As a child I would often watch as my Mother would read to my Grandmother from the daily newspaper, or sometimes a book, as Granma's eyesight was failing. The two of them seemed so naturally at ease together and it was clear that they enjoyed one another's company very much. I took these gentle moments for granted, but, as I aged, I came to eventually realize just how profoundly lucky I was to have been raised in such a loving, supportive home, with two wise, kind and caring women.

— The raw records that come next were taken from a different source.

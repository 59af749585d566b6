use fieldcheck::file_input::{InputPath, PairFileIterator, RawPair, create_file_reader};
use fieldcheck::InputError;

#[derive(Debug, Clone)]
pub enum DataSource {
    Single { latitude: String, longitude: String },
    File(InputPath),
}

pub type PairResult = Result<RawPair, InputError>;
pub type PairStream = Box<dyn Iterator<Item = PairResult>>;

impl DataSource {
    pub fn uses_stdin(&self) -> bool {
        matches!(self, DataSource::File(InputPath::Stdin))
    }

    pub fn is_single(&self) -> bool {
        matches!(self, DataSource::Single { .. })
    }

    pub fn into_stream(self) -> Result<PairStream, InputError> {
        match self {
            DataSource::Single {
                latitude,
                longitude,
            } => Ok(Box::new(std::iter::once(Ok(RawPair {
                line: 1,
                latitude: Some(latitude),
                longitude: Some(longitude),
            })))),
            DataSource::File(path) => {
                let reader = create_file_reader(&path)?;
                Ok(Box::new(PairFileIterator::new(reader)))
            }
        }
    }
}
pub mod config;
pub mod types;

pub use config::{OutputFormat, Parameters};
pub use types::*;
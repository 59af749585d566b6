#![allow(dead_code)]

use assert_cmd::Command;
use predicates::prelude::*;
use std::fs::File;
use std::io::Write;
use std::path::PathBuf;
use tempfile::TempDir;

/// Test helper for running fieldcheck commands with less boilerplate
pub struct FieldcheckTest {
    cmd: Command,
}

pub fn fieldcheck_command() -> Command {
    Command::new(assert_cmd::cargo::cargo_bin!("fieldcheck"))
}

impl FieldcheckTest {
    pub fn new() -> Self {
        Self {
            cmd: fieldcheck_command(),
        }
    }

    pub fn args<I, S>(mut self, args: I) -> Self
    where
        I: IntoIterator<Item = S>,
        S: AsRef<std::ffi::OsStr>,
    {
        self.cmd.args(args);
        self
    }

    pub fn stdin(mut self, input: &str) -> Self {
        self.cmd.write_stdin(input.to_string());
        self
    }

    pub fn assert_success(mut self) -> assert_cmd::assert::Assert {
        self.cmd.assert().success()
    }

    /// Assert the command succeeds and contains all texts in stdout
    pub fn assert_success_contains_all(mut self, texts: &[&str]) -> assert_cmd::assert::Assert {
        let mut assertion = self.cmd.assert().success();
        for text in texts {
            assertion = assertion.stdout(predicate::str::contains(*text));
        }
        assertion
    }

    /// Assert the command fails with an error message on stderr
    pub fn assert_error_contains(mut self, text: &str) -> assert_cmd::assert::Assert {
        self.cmd
            .assert()
            .failure()
            .code(1)
            .stderr(predicate::str::contains(text))
    }

    pub fn stdout(mut self) -> String {
        let output = self.cmd.assert().success().get_output().stdout.clone();
        String::from_utf8(output).unwrap()
    }
}

/// Quick helper for a single pair in a given format
pub fn pair_test(format: &str, lat: &str, lon: &str) -> FieldcheckTest {
    FieldcheckTest::new().args([format!("--format={}", format).as_str(), lat, lon])
}

/// Writes lines to a temp file and returns the `@path` argument alongside the dir guard
pub fn pair_file(lines: &[&str]) -> (TempDir, String) {
    let dir = tempfile::tempdir().unwrap();
    let path: PathBuf = dir.path().join("pairs.txt");
    let mut file = File::create(&path).unwrap();
    for line in lines {
        writeln!(file, "{}", line).unwrap();
    }
    (dir, format!("@{}", path.to_str().unwrap()))
}
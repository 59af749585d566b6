//! Coordinate field checker CLI - entry point.

mod cli;
mod compute;
mod data;
mod error;
mod output;

use error::CliError;
use fieldcheck::MoveGate;

fn run(source: data::DataSource, params: data::Parameters) -> Result<usize, CliError> {
    let single = source.is_single();
    let flush_each = source.uses_stdin();
    let gate = MoveGate::with_span(params.span, params.span)?;
    let pairs = source.into_stream()?;
    let results = compute::check_stream(pairs, gate);
    output::dispatch_output(results, &params, single, flush_each)
}

fn main() {
    let args: Vec<String> = std::env::args().collect();

    let (source, params) = match cli::parse_cli(args) {
        Ok(parsed) => parsed,
        Err(CliError::Exit(message)) => {
            println!("{}", message);
            std::process::exit(0);
        }
        Err(CliError::Message(message)) => {
            eprintln!("Error: {}", message);
            std::process::exit(1);
        }
    };

    let start = if params.perf {
        Some(std::time::Instant::now())
    } else {
        None
    };

    let record_count = match run(source, params) {
        Ok(count) => count,
        Err(err) => {
            eprintln!("Error: {}", err);
            std::process::exit(1);
        }
    };

    if let Some(start_time) = start {
        let elapsed = start_time.elapsed();
        eprintln!(
            "Processed {} pairs in {:.3}s ({:.0} pairs/sec)",
            record_count,
            elapsed.as_secs_f64(),
            record_count as f64 / elapsed.as_secs_f64()
        );
    }
}
//! JSON snapshot providers.
//!
//! The CLI consumes the sync database and the source-metadata cache as
//! JSON snapshots on disk, one array of package records each. Both
//! implementations keep everything in memory with a provides index,
//! which also makes them convenient fixtures for resolver tests.

use std::collections::HashMap;
use std::path::Path;

use async_trait::async_trait;
use grava_util::errors::ProviderFailure;

use crate::package::{LocalPackage, SourcePackage};
use crate::provider::{PackageDb, SourceMetadata};

fn malformed(path: &Path, err: serde_json::Error) -> ProviderFailure {
    ProviderFailure::Malformed {
        message: format!("{}: {err}", path.display()),
    }
}

/// In-memory view of the local sync database.
#[derive(Debug, Default)]
pub struct SyncDbSnapshot {
    packages: HashMap<String, LocalPackage>,
    /// provides name -> canonical package name
    provides: HashMap<String, String>,
}

impl SyncDbSnapshot {
    pub fn from_packages(packages: Vec<LocalPackage>) -> Self {
        let mut db = Self::default();
        for pkg in packages {
            for alias in &pkg.provides {
                db.provides
                    .entry(alias.clone())
                    .or_insert_with(|| pkg.name.clone());
            }
            db.packages.insert(pkg.name.clone(), pkg);
        }
        db
    }

    /// Load a snapshot from a JSON array of package records.
    pub fn from_path(path: &Path) -> Result<Self, ProviderFailure> {
        let content = std::fs::read_to_string(path)?;
        let packages: Vec<LocalPackage> =
            serde_json::from_str(&content).map_err(|e| malformed(path, e))?;
        tracing::debug!("loaded {} packages from {}", packages.len(), path.display());
        Ok(Self::from_packages(packages))
    }

    pub fn len(&self) -> usize {
        self.packages.len()
    }

    pub fn is_empty(&self) -> bool {
        self.packages.is_empty()
    }

    fn get(&self, name: &str) -> Option<&LocalPackage> {
        self.packages.get(name).or_else(|| {
            self.provides
                .get(name)
                .and_then(|canonical| self.packages.get(canonical))
        })
    }
}

impl PackageDb for SyncDbSnapshot {
    fn lookup(&self, name: &str) -> Result<Option<LocalPackage>, ProviderFailure> {
        Ok(self.get(name).cloned())
    }
}

/// In-memory view of the source-metadata cache.
#[derive(Debug, Default)]
pub struct MetadataCache {
    packages: HashMap<String, SourcePackage>,
    /// provides name -> canonical package name
    provides: HashMap<String, String>,
}

impl MetadataCache {
    pub fn from_packages(packages: Vec<SourcePackage>) -> Self {
        let mut cache = Self::default();
        for pkg in packages {
            for alias in &pkg.provides {
                cache
                    .provides
                    .entry(alias.clone())
                    .or_insert_with(|| pkg.name.clone());
            }
            cache.packages.insert(pkg.name.clone(), pkg);
        }
        cache
    }

    /// Load a cache snapshot from a JSON array of package records.
    pub fn from_path(path: &Path) -> Result<Self, ProviderFailure> {
        let content = std::fs::read_to_string(path)?;
        let packages: Vec<SourcePackage> =
            serde_json::from_str(&content).map_err(|e| malformed(path, e))?;
        tracing::debug!(
            "loaded {} source records from {}",
            packages.len(),
            path.display()
        );
        Ok(Self::from_packages(packages))
    }

    pub fn len(&self) -> usize {
        self.packages.len()
    }

    pub fn is_empty(&self) -> bool {
        self.packages.is_empty()
    }

    fn get(&self, name: &str) -> Option<&SourcePackage> {
        self.packages.get(name).or_else(|| {
            self.provides
                .get(name)
                .and_then(|canonical| self.packages.get(canonical))
        })
    }
}

#[async_trait]
impl SourceMetadata for MetadataCache {
    async fn lookup(&self, name: &str) -> Result<Option<SourcePackage>, ProviderFailure> {
        Ok(self.get(name).cloned())
    }

    async fn batch_lookup(
        &self,
        names: &[String],
    ) -> Result<HashMap<String, SourcePackage>, ProviderFailure> {
        // Everything is already in memory; no fan-out needed.
        let mut found = HashMap::new();
        for name in names {
            if let Some(pkg) = self.get(name) {
                found.insert(name.clone(), pkg.clone());
            }
        }
        Ok(found)
    }
}
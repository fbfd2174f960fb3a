use serde::{Deserialize, Serialize};

use crate::dependency::{DepKind, DepRequest, DepSpec};

/// A package record from the local sync database.
///
/// Local records carry no dependency kinds; an installed package only
/// needs its runtime closure, so every declared name normalizes to a
/// [`DepKind::Runtime`] request.
#[derive(Debug, Clone, PartialEq, Eq, Serialize, Deserialize)]
pub struct LocalPackage {
    pub name: String,
    #[serde(default)]
    pub version: Option<String>,
    #[serde(default)]
    pub depends: Vec<String>,
    /// Additional names this package satisfies.
    #[serde(default)]
    pub provides: Vec<String>,
}

impl LocalPackage {
    /// Declared dependencies as concrete requests.
    pub fn requests(&self) -> Vec<DepRequest> {
        self.depends
            .iter()
            .map(|name| DepRequest::new(name.clone(), DepKind::Runtime))
            .collect()
    }
}

/// A package record from the source-metadata cache: a package that must
/// be built from its source definition, with kind-annotated
/// dependencies.
#[derive(Debug, Clone, PartialEq, Eq, Serialize, Deserialize)]
pub struct SourcePackage {
    pub name: String,
    #[serde(default)]
    pub version: Option<String>,
    #[serde(default)]
    pub depends: Vec<DepSpec>,
    /// Additional names this package satisfies.
    #[serde(default)]
    pub provides: Vec<String>,
}

impl SourcePackage {
    /// Declared dependencies as concrete requests.
    ///
    /// Entries with an unrecognized kind are dropped with a warning;
    /// one bad entry must not sink the whole record.
    pub fn requests(&self) -> Vec<DepRequest> {
        self.depends
            .iter()
            .filter_map(|spec| {
                let req = spec.request();
                if req.is_none() {
                    tracing::warn!("ignoring malformed dependency entry {spec:?} of {}", self.name);
                }
                req
            })
            .collect()
    }
}

#[cfg(test)]
mod tests {
    use super::*;

    #[test]
    fn local_deps_are_runtime() {
        let pkg = LocalPackage {
            name: "curl".to_string(),
            version: Some("8.9.1".to_string()),
            depends: vec!["openssl".to_string(), "zlib".to_string()],
            provides: vec!["libcurl.so".to_string()],
        };
        let reqs = pkg.requests();
        assert_eq!(reqs.len(), 2);
        assert!(reqs.iter().all(|r| r.kind == DepKind::Runtime));
    }

    #[test]
    fn source_deps_keep_kinds_and_drop_malformed() {
        let pkg: SourcePackage = serde_json::from_str(
            r#"{
                "name": "paclight",
                "version": "2.1.0",
                "depends": ["glibc", "meson:build", "pytest:check", "zlib:banana"],
                "provides": ["paclight-git"]
            }"#,
        )
        .unwrap();
        let reqs = pkg.requests();
        assert_eq!(reqs.len(), 3);
        assert_eq!(reqs[0], DepRequest::new("glibc", DepKind::Runtime));
        assert_eq!(reqs[1], DepRequest::new("meson", DepKind::Build));
        assert_eq!(reqs[2], DepRequest::new("pytest", DepKind::Check));
    }

    #[test]
    fn missing_fields_default_empty() {
        let pkg: SourcePackage = serde_json::from_str(r#"{"name": "tiny"}"#).unwrap();
        assert_eq!(pkg.version, None);
        assert!(pkg.depends.is_empty());
        assert!(pkg.provides.is_empty());
    }
}
//! CLI argument definitions for grava.
//!
//! Uses `clap` derive macros. Each command corresponds to a handler in
//! the [`super::commands`] module.

use std::path::PathBuf;

use clap::{Parser, Subcommand};

#[derive(Parser, Debug)]
#[command(
    name = "grava",
    version,
    about = "Resolve package dependency closures and plan build order",
    long_about = "grava resolves the full dependency closure of one or more packages \
                  from the local sync database and the source-metadata cache, and \
                  prints the graph together with topological layers in which the \
                  packages can be built in parallel."
)]
pub struct Cli {
    #[command(subcommand)]
    pub command: Command,

    /// Enable verbose output
    #[arg(short, long, global = true)]
    pub verbose: bool,

    /// Path to the configuration file
    #[arg(long, global = true, value_name = "PATH")]
    pub config: Option<PathBuf>,
}

#[derive(Subcommand, Debug)]
pub enum Command {
    /// Resolve targets and print the dependency graph with its layers
    Graph {
        /// Packages to resolve
        #[arg(required = true)]
        targets: Vec<String>,

        /// Only add the targets themselves; skip dependency expansion
        #[arg(long)]
        no_deps: bool,

        /// Do not follow optional dependencies
        #[arg(long)]
        no_optional: bool,

        /// Do not expand dependencies already satisfied by the sync database
        #[arg(long)]
        skip_installed: bool,

        /// Mark the plan as not requiring confirmation prompts
        #[arg(long)]
        no_confirm: bool,

        /// Abort on the first unresolved target or provider failure
        #[arg(long)]
        fail_fast: bool,

        /// Treat a package as already satisfied when layering (repeatable)
        #[arg(long = "installed", value_name = "NAME")]
        installed: Vec<String>,
    },
}

pub fn parse() -> Cli {
    Cli::parse()
}
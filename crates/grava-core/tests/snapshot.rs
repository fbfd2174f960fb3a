use std::io::Write;

use grava_core::provider::{PackageDb, SourceMetadata};
use grava_core::snapshot::{MetadataCache, SyncDbSnapshot};
use tempfile::NamedTempFile;

fn write_temp(content: &str) -> NamedTempFile {
    let mut file = NamedTempFile::new().unwrap();
    file.write_all(content.as_bytes()).unwrap();
    file
}

#[test]
fn sync_db_loads_from_json_file() {
    let file = write_temp(
        r#"[
            {"name": "glibc", "version": "2.40"},
            {"name": "openssl", "version": "3.3.1", "depends": ["glibc"], "provides": ["libssl.so"]}
        ]"#,
    );
    let db = SyncDbSnapshot::from_path(file.path()).unwrap();
    assert_eq!(db.len(), 2);

    let pkg = db.lookup("libssl.so").unwrap().unwrap();
    assert_eq!(pkg.name, "openssl");
    assert_eq!(pkg.depends, vec!["glibc".to_string()]);
}

#[test]
fn sync_db_rejects_malformed_json() {
    let file = write_temp(r#"{"not": "an array"}"#);
    let err = SyncDbSnapshot::from_path(file.path()).unwrap_err();
    assert!(err.to_string().contains("malformed metadata"), "got: {err}");
}

#[test]
fn sync_db_missing_file_is_io_error() {
    let err = SyncDbSnapshot::from_path(std::path::Path::new("/nonexistent/sync.json")).unwrap_err();
    assert!(err.to_string().contains("I/O error"), "got: {err}");
}

#[tokio::test]
async fn metadata_cache_loads_from_json_file() {
    let file = write_temp(
        r#"[
            {
                "name": "paclight",
                "version": "2.1.0",
                "depends": ["curl", "meson:build", {"name": "pytest", "kind": "check"}],
                "provides": ["paclight-git"]
            }
        ]"#,
    );
    let cache = MetadataCache::from_path(file.path()).unwrap();
    assert_eq!(cache.len(), 1);

    let pkg = cache.lookup("paclight-git").await.unwrap().unwrap();
    assert_eq!(pkg.name, "paclight");
    assert_eq!(pkg.requests().len(), 3);
}
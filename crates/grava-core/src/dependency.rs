use std::fmt;

use serde::{Deserialize, Serialize};

/// Classification of why one package requires another.
///
/// The ordering is used when sorting a node's outgoing edges for
/// rendering: runtime first, then build, check, optional.
#[derive(
    Debug, Clone, Copy, PartialEq, Eq, PartialOrd, Ord, Hash, Serialize, Deserialize, Default,
)]
#[serde(rename_all = "lowercase")]
pub enum DepKind {
    #[default]
    Runtime,
    Build,
    Check,
    Optional,
}

impl DepKind {
    /// Parse a kind name as it appears in `"name:kind"` shorthand.
    pub fn parse(s: &str) -> Option<Self> {
        match s {
            "runtime" => Some(Self::Runtime),
            "build" => Some(Self::Build),
            "check" => Some(Self::Check),
            "optional" => Some(Self::Optional),
            _ => None,
        }
    }

    pub fn as_str(&self) -> &'static str {
        match self {
            Self::Runtime => "runtime",
            Self::Build => "build",
            Self::Check => "check",
            Self::Optional => "optional",
        }
    }
}

impl fmt::Display for DepKind {
    fn fmt(&self, f: &mut fmt::Formatter<'_>) -> fmt::Result {
        f.write_str(self.as_str())
    }
}

/// A single declared dependency: a package name plus the edge kind.
#[derive(Debug, Clone, PartialEq, Eq, Hash, Serialize, Deserialize)]
pub struct DepRequest {
    pub name: String,
    #[serde(default)]
    pub kind: DepKind,
}

impl DepRequest {
    pub fn new(name: impl Into<String>, kind: DepKind) -> Self {
        Self {
            name: name.into(),
            kind,
        }
    }

    /// Parse `"name"` (runtime) or `"name:kind"` shorthand.
    pub fn parse(s: &str) -> Option<Self> {
        match s.split_once(':') {
            None => {
                if s.is_empty() {
                    None
                } else {
                    Some(Self::new(s, DepKind::Runtime))
                }
            }
            Some((name, kind)) => {
                if name.is_empty() {
                    return None;
                }
                DepKind::parse(kind).map(|kind| Self::new(name, kind))
            }
        }
    }
}

impl fmt::Display for DepRequest {
    fn fmt(&self, f: &mut fmt::Formatter<'_>) -> fmt::Result {
        write!(f, "{}:{}", self.name, self.kind)
    }
}

/// A dependency specification in serialized package metadata.
///
/// Supports both shorthand (`"zlib"` / `"zlib:build"`) and detailed
/// forms.
#[derive(Debug, Clone, PartialEq, Eq, Serialize, Deserialize)]
#[serde(untagged)]
pub enum DepSpec {
    Short(String),
    Detailed(DepRequest),
}

impl DepSpec {
    /// Resolve the specification to a concrete request.
    ///
    /// Returns `None` for shorthand with an unrecognized kind.
    pub fn request(&self) -> Option<DepRequest> {
        match self {
            Self::Short(s) => DepRequest::parse(s),
            Self::Detailed(d) => Some(d.clone()),
        }
    }
}

#[cfg(test)]
mod tests {
    use super::*;

    #[test]
    fn kind_ordering_for_edge_sorting() {
        assert!(DepKind::Runtime < DepKind::Build);
        assert!(DepKind::Build < DepKind::Check);
        assert!(DepKind::Check < DepKind::Optional);
    }

    #[test]
    fn kind_parse_roundtrip() {
        for kind in [
            DepKind::Runtime,
            DepKind::Build,
            DepKind::Check,
            DepKind::Optional,
        ] {
            assert_eq!(DepKind::parse(kind.as_str()), Some(kind));
        }
        assert_eq!(DepKind::parse("makedepends"), None);
    }

    #[test]
    fn request_parse_shorthand() {
        let req = DepRequest::parse("zlib").unwrap();
        assert_eq!(req.name, "zlib");
        assert_eq!(req.kind, DepKind::Runtime);

        let req = DepRequest::parse("cmake:build").unwrap();
        assert_eq!(req.name, "cmake");
        assert_eq!(req.kind, DepKind::Build);
    }

    #[test]
    fn request_parse_rejects_malformed() {
        assert_eq!(DepRequest::parse(""), None);
        assert_eq!(DepRequest::parse(":build"), None);
        assert_eq!(DepRequest::parse("zlib:banana"), None);
    }

    #[test]
    fn spec_short_and_detailed_agree() {
        let short = DepSpec::Short("pytest:check".to_string());
        let detailed = DepSpec::Detailed(DepRequest::new("pytest", DepKind::Check));
        assert_eq!(short.request(), detailed.request());
    }

    #[test]
    fn spec_deserializes_both_forms() {
        let specs: Vec<DepSpec> =
            serde_json::from_str(r#"["zlib", {"name": "cmake", "kind": "build"}]"#).unwrap();
        assert_eq!(
            specs[0].request(),
            Some(DepRequest::new("zlib", DepKind::Runtime))
        );
        assert_eq!(
            specs[1].request(),
            Some(DepRequest::new("cmake", DepKind::Build))
        );
    }
}
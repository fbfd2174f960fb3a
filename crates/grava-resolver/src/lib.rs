//! Dependency resolution engine for grava.
//!
//! Builds the dependency closure of requested packages from a local
//! sync database and a source-metadata cache, and orders the result
//! into topological layers for parallel building.

pub mod graph;
pub mod layers;
pub mod resolver;
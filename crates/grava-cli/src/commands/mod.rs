//! Command dispatch and handler modules.

mod graph;

use miette::Result;

use crate::cli::{Cli, Command};

/// Route a parsed CLI invocation to the appropriate command handler.
pub async fn dispatch(cli: Cli) -> Result<()> {
    match cli.command {
        Command::Graph {
            targets,
            no_deps,
            no_optional,
            skip_installed,
            no_confirm,
            fail_fast,
            installed,
        } => {
            graph::exec(
                cli.config.as_deref(),
                graph::GraphArgs {
                    targets,
                    no_deps,
                    no_optional,
                    skip_installed,
                    no_confirm,
                    fail_fast,
                    installed,
                },
            )
            .await
        }
    }
}
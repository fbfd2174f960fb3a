//! Dependency graph construction, rendering, and layering entry points.

use std::collections::{HashMap, HashSet};
use std::fmt;

use grava_core::dependency::DepKind;
use grava_util::errors::GravaError;
use petgraph::graph::{DiGraph, NodeIndex};
use petgraph::visit::EdgeRef;
use petgraph::Direction;

use crate::layers;

/// Which provider supplied a node's data.
#[derive(Debug, Clone, Copy, PartialEq, Eq)]
pub enum Origin {
    /// Found in the local sync database.
    Local,
    /// Found in the source-metadata cache; must be built.
    Source,
    /// Found in neither provider.
    Missing,
}

impl fmt::Display for Origin {
    fn fmt(&self, f: &mut fmt::Formatter<'_>) -> fmt::Result {
        f.write_str(match self {
            Self::Local => "local",
            Self::Source => "source",
            Self::Missing => "missing",
        })
    }
}

/// A package in the dependency graph.
#[derive(Debug, Clone)]
pub struct PkgNode {
    pub name: String,
    pub version: Option<String>,
    pub origin: Origin,
    /// True when explicitly requested by the caller rather than pulled
    /// in transitively.
    pub target: bool,
}

impl fmt::Display for PkgNode {
    fn fmt(&self, f: &mut fmt::Formatter<'_>) -> fmt::Result {
        match &self.version {
            Some(version) => write!(f, "{}-{}", self.name, version),
            None => f.write_str(&self.name),
        }
    }
}

/// The resolved dependency graph.
///
/// Edges run from dependent to dependency. At most one node exists per
/// canonical package name; provides names resolve to the owning node
/// through the alias index and never create duplicates.
pub struct DependencyGraph {
    graph: DiGraph<PkgNode, DepKind>,
    /// canonical name -> node
    index: HashMap<String, NodeIndex>,
    /// provides name -> owning node
    aliases: HashMap<String, NodeIndex>,
}

impl DependencyGraph {
    pub fn new() -> Self {
        Self {
            graph: DiGraph::new(),
            index: HashMap::new(),
            aliases: HashMap::new(),
        }
    }

    /// Insert a node, or merge into the existing node with the same
    /// canonical name.
    ///
    /// Merging ORs the target flag, fills a missing version, upgrades a
    /// `Missing` origin once a provider record turns up, and registers
    /// any new provides names. An alias never shadows a canonical name.
    pub fn add_node(&mut self, node: PkgNode, provides: &[String]) -> NodeIndex {
        let idx = match self.index.get(&node.name) {
            Some(&idx) => {
                let existing = &mut self.graph[idx];
                existing.target |= node.target;
                if existing.version.is_none() {
                    existing.version = node.version;
                }
                if existing.origin == Origin::Missing && node.origin != Origin::Missing {
                    existing.origin = node.origin;
                }
                idx
            }
            None => {
                let name = node.name.clone();
                let idx = self.graph.add_node(node);
                self.index.insert(name, idx);
                idx
            }
        };
        for alias in provides {
            if self.index.contains_key(alias) {
                continue;
            }
            self.aliases.entry(alias.clone()).or_insert(idx);
        }
        idx
    }

    /// Add a dependency edge from `from` to `to`.
    ///
    /// Duplicate (from, to, kind) triples are ignored; the same pair
    /// may carry edges of several kinds. Fails with `InvalidEdge` on a
    /// self-edge or a stale endpoint.
    pub fn add_edge(
        &mut self,
        from: NodeIndex,
        to: NodeIndex,
        kind: DepKind,
    ) -> Result<(), GravaError> {
        if from == to
            || self.graph.node_weight(from).is_none()
            || self.graph.node_weight(to).is_none()
        {
            return Err(GravaError::InvalidEdge {
                from: self.describe(from),
                to: self.describe(to),
            });
        }
        if !self
            .graph
            .edges_connecting(from, to)
            .any(|e| *e.weight() == kind)
        {
            self.graph.add_edge(from, to, kind);
        }
        Ok(())
    }

    fn describe(&self, idx: NodeIndex) -> String {
        self.graph
            .node_weight(idx)
            .map(|n| n.name.clone())
            .unwrap_or_else(|| format!("#{}", idx.index()))
    }

    /// Look up a node by canonical name or by a name it provides.
    pub fn lookup(&self, name: &str) -> Option<NodeIndex> {
        self.index
            .get(name)
            .or_else(|| self.aliases.get(name))
            .copied()
    }

    pub fn node(&self, idx: NodeIndex) -> &PkgNode {
        &self.graph[idx]
    }

    pub fn nodes(&self) -> impl Iterator<Item = NodeIndex> + '_ {
        self.graph.node_indices()
    }

    pub fn len(&self) -> usize {
        self.graph.node_count()
    }

    pub fn is_empty(&self) -> bool {
        self.graph.node_count() == 0
    }

    pub fn edge_count(&self) -> usize {
        self.graph.edge_count()
    }

    /// Direct dependencies of a node (outgoing edges).
    pub fn dependencies_of(&self, idx: NodeIndex) -> Vec<(NodeIndex, DepKind)> {
        self.graph
            .edges_directed(idx, Direction::Outgoing)
            .map(|e| (e.target(), *e.weight()))
            .collect()
    }

    /// Reverse dependencies (who depends on this node).
    pub fn dependents_of(&self, idx: NodeIndex) -> Vec<(NodeIndex, DepKind)> {
        self.graph
            .edges_directed(idx, Direction::Incoming)
            .map(|e| (e.source(), *e.weight()))
            .collect()
    }

    pub(crate) fn inner(&self) -> &DiGraph<PkgNode, DepKind> {
        &self.graph
    }

    /// Deterministic listing of every node and its outgoing edges.
    ///
    /// Nodes are sorted by name; edges within a node by (kind, target
    /// name).
    pub fn render(&self) -> String {
        let mut indices: Vec<NodeIndex> = self.graph.node_indices().collect();
        indices.sort_by(|a, b| self.graph[*a].name.cmp(&self.graph[*b].name));

        let mut output = String::new();
        for idx in indices {
            let node = &self.graph[idx];
            if node.target {
                output.push_str(&format!("{node} ({}, target)\n", node.origin));
            } else {
                output.push_str(&format!("{node} ({})\n", node.origin));
            }

            let mut edges: Vec<(DepKind, &str)> = self
                .graph
                .edges_directed(idx, Direction::Outgoing)
                .map(|e| (*e.weight(), self.graph[e.target()].name.as_str()))
                .collect();
            edges.sort();
            for (kind, dep) in edges {
                output.push_str(&format!("  {kind} -> {dep}\n"));
            }
        }
        output
    }

    /// Topologically layered build order.
    ///
    /// `start_set` names packages considered already satisfied; they
    /// are omitted from the output without blocking their dependents.
    /// See [`layers::topo_sorted_layer_map`].
    pub fn topo_sorted_layer_map(
        &self,
        start_set: Option<&HashSet<String>>,
    ) -> Result<Vec<Vec<NodeIndex>>, GravaError> {
        layers::topo_sorted_layer_map(self, start_set)
    }

    /// Pretty-print layers produced by [`Self::topo_sorted_layer_map`].
    pub fn render_layers(&self, layers: &[Vec<NodeIndex>]) -> String {
        let mut output = String::new();
        for (i, layer) in layers.iter().enumerate() {
            let names: Vec<&str> = layer
                .iter()
                .map(|&idx| self.graph[idx].name.as_str())
                .collect();
            output.push_str(&format!("layer {i}: {}\n", names.join(" ")));
        }
        output
    }
}

impl Default for DependencyGraph {
    fn default() -> Self {
        Self::new()
    }
}

impl fmt::Display for DependencyGraph {
    fn fmt(&self, f: &mut fmt::Formatter<'_>) -> fmt::Result {
        f.write_str(&self.render())
    }
}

My Mother was born on a dairy farm in Scarborough, Ontario, on February 11, 1907 to Edith and Archibald Muir. She was the only child. They named her Mary Ellen Muir. She had been brought up by parents belonging to a generation of people that had endured many setbacks from war, plague, depression, and hurricanes. They did not have never-ending access to food, clothing or housing, nor the funds with which to purchase them. In those times people were taught to be grateful for what they had and to make the best of things. They shared with those less fortunate through The Women's Institute and the Church as they coordinated projects to assist those in need.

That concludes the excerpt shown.